## Data provided
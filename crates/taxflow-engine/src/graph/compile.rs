use std::collections::HashMap;
use std::sync::Arc;

use taxflow_core::error::{Result, TaxflowError};
use taxflow_core::types::{StepId, Target};

use super::edge::{Edge, EdgeTable};
use super::registry::{Step, StepRegistry};

/// A validated, immutable workflow graph.
///
/// Built once from a [`StepRegistry`] and an [`EdgeTable`]; afterwards it is
/// read-only and can be shared across any number of concurrent runs.
#[derive(Debug)]
pub struct WorkflowGraph {
    registry: StepRegistry,
    edges: HashMap<StepId, Edge>,
    entry: StepId,
}

impl WorkflowGraph {
    /// Validate and freeze a graph definition.
    ///
    /// Every edge source and target must be a registered step (or `DONE`),
    /// each step has at most one outgoing edge, and an entry step must be
    /// designated. All problems are reported together.
    pub fn build(registry: StepRegistry, edges: EdgeTable) -> Result<Self> {
        let mut problems = edges.problems.clone();

        let entry = match &edges.entry {
            Some(entry) if registry.contains(entry.as_str()) => Some(entry.clone()),
            Some(entry) => {
                problems.push(format!("entry step '{}' is not registered", entry));
                None
            }
            None => {
                problems.push("no entry step designated".to_string());
                None
            }
        };

        for from in &edges.order {
            if !registry.contains(from.as_str()) {
                problems.push(format!("edge source '{}' is not registered", from));
            }
            let edge = &edges.edges[from];
            if let Edge::Conditional { routes, .. } = edge {
                if routes.is_empty() {
                    problems.push(format!("conditional edge from '{}' has no routes", from));
                }
            }
            for target in edge.targets() {
                if let Target::Step(to) = target {
                    if !registry.contains(to.as_str()) {
                        problems.push(format!(
                            "edge '{}' -> '{}' targets an unregistered step",
                            from, to
                        ));
                    }
                }
            }
        }

        match entry {
            Some(entry) if problems.is_empty() => Ok(Self {
                registry,
                edges: edges.edges,
                entry,
            }),
            _ => Err(TaxflowError::Configuration(problems.join("; "))),
        }
    }

    /// Wrap in an `Arc` for sharing across runs.
    pub fn shared(self) -> Arc<Self> {
        Arc::new(self)
    }

    pub fn entry(&self) -> &StepId {
        &self.entry
    }

    pub fn step(&self, id: &str) -> Option<Arc<dyn Step>> {
        self.registry.get(id)
    }

    pub fn contains(&self, id: &str) -> bool {
        self.registry.contains(id)
    }

    pub fn edge(&self, from: &str) -> Option<&Edge> {
        self.edges.get(from)
    }

    pub fn step_count(&self) -> usize {
        self.registry.len()
    }

    /// One line per step describing its outgoing transition.
    pub fn describe(&self) -> Vec<String> {
        let mut lines = vec![format!("ENTRY -> {}", self.entry)];
        for id in self.registry.ids() {
            let line = match self.edges.get(id.as_str()) {
                Some(Edge::Static(target)) => format!("{} -> {}", id, target),
                Some(Edge::Conditional { router, routes }) => {
                    let routes = routes
                        .iter()
                        .map(|(label, target)| format!("{}: {}", label, target))
                        .collect::<Vec<_>>()
                        .join(", ");
                    format!("{} ={}=> {{{}}}", id, router.name(), routes)
                }
                None => format!("{} -> (directive only)", id),
            };
            lines.push(line);
        }
        lines
    }
}

#[cfg(test)]
mod tests {
    use super::*;
    use crate::graph::router::PassFailRouter;
    use taxflow_core::state::WorkflowState;

    fn registry(ids: &[&str]) -> StepRegistry {
        let mut registry = StepRegistry::new();
        for id in ids {
            let name = id.to_string();
            registry
                .register(*id, move |state: WorkflowState| state.with_outcome(name.as_str(), true))
                .unwrap();
        }
        registry
    }

    #[test]
    fn test_build_valid_graph() {
        let mut edges = EdgeTable::new();
        edges
            .set_entry("a")
            .add_edge("a", "b")
            .add_conditional("b", PassFailRouter, [("pass", Target::Done), ("fail", Target::from("a"))]);

        let graph = WorkflowGraph::build(registry(&["a", "b"]), edges).unwrap();
        assert_eq!(graph.entry(), "a");
        assert_eq!(graph.step_count(), 2);
        assert!(graph.edge("a").is_some());
    }

    #[test]
    fn test_missing_entry_is_configuration_error() {
        let mut edges = EdgeTable::new();
        edges.add_edge("a", Target::Done);
        let err = WorkflowGraph::build(registry(&["a"]), edges).unwrap_err();
        assert!(matches!(err, TaxflowError::Configuration(msg) if msg.contains("no entry")));
    }

    #[test]
    fn test_unresolved_target_is_configuration_error() {
        let mut edges = EdgeTable::new();
        edges.set_entry("a").add_edge("a", "ghost");
        let err = WorkflowGraph::build(registry(&["a"]), edges).unwrap_err();
        assert!(matches!(err, TaxflowError::Configuration(msg) if msg.contains("'ghost'")));
    }

    #[test]
    fn test_unregistered_source_is_configuration_error() {
        let mut edges = EdgeTable::new();
        edges.set_entry("a").add_edge("a", Target::Done).add_edge("ghost", "a");
        let err = WorkflowGraph::build(registry(&["a"]), edges).unwrap_err();
        assert!(matches!(err, TaxflowError::Configuration(msg) if msg.contains("source 'ghost'")));
    }

    #[test]
    fn test_all_problems_reported_together() {
        let mut edges = EdgeTable::new();
        edges
            .set_entry("nope")
            .add_edge("a", "x")
            .add_edge("a", "y");
        let err = WorkflowGraph::build(registry(&["a"]), edges).unwrap_err();
        let TaxflowError::Configuration(msg) = err else {
            panic!("expected configuration error");
        };
        assert!(msg.contains("more than one outgoing edge"));
        assert!(msg.contains("entry step 'nope'"));
        assert!(msg.contains("'x'"));
    }

    #[test]
    fn test_second_entry_is_rejected() {
        let mut edges = EdgeTable::new();
        edges
            .set_entry("a")
            .set_entry("b")
            .add_edge("a", Target::Done)
            .add_edge("b", Target::Done);
        let err = WorkflowGraph::build(registry(&["a", "b"]), edges).unwrap_err();
        let TaxflowError::Configuration(msg) = err else {
            panic!("expected configuration error");
        };
        assert!(msg.contains("entry already set to 'a', got 'b'"));
    }

    #[test]
    fn test_describe_lists_every_step() {
        let mut edges = EdgeTable::new();
        edges
            .set_entry("a")
            .add_conditional("a", PassFailRouter, [("pass", Target::Done), ("fail", Target::from("b"))]);
        let graph = WorkflowGraph::build(registry(&["a", "b"]), edges).unwrap();
        let lines = graph.describe();
        assert_eq!(lines[0], "ENTRY -> a");
        assert_eq!(lines[1], "a =pass_fail=> {fail: b, pass: DONE}");
        assert_eq!(lines[2], "b -> (directive only)");
    }
}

## Problem details
Say how many lines of the entries above hold the string "contains", and say nothing besides the number.

## Reply
12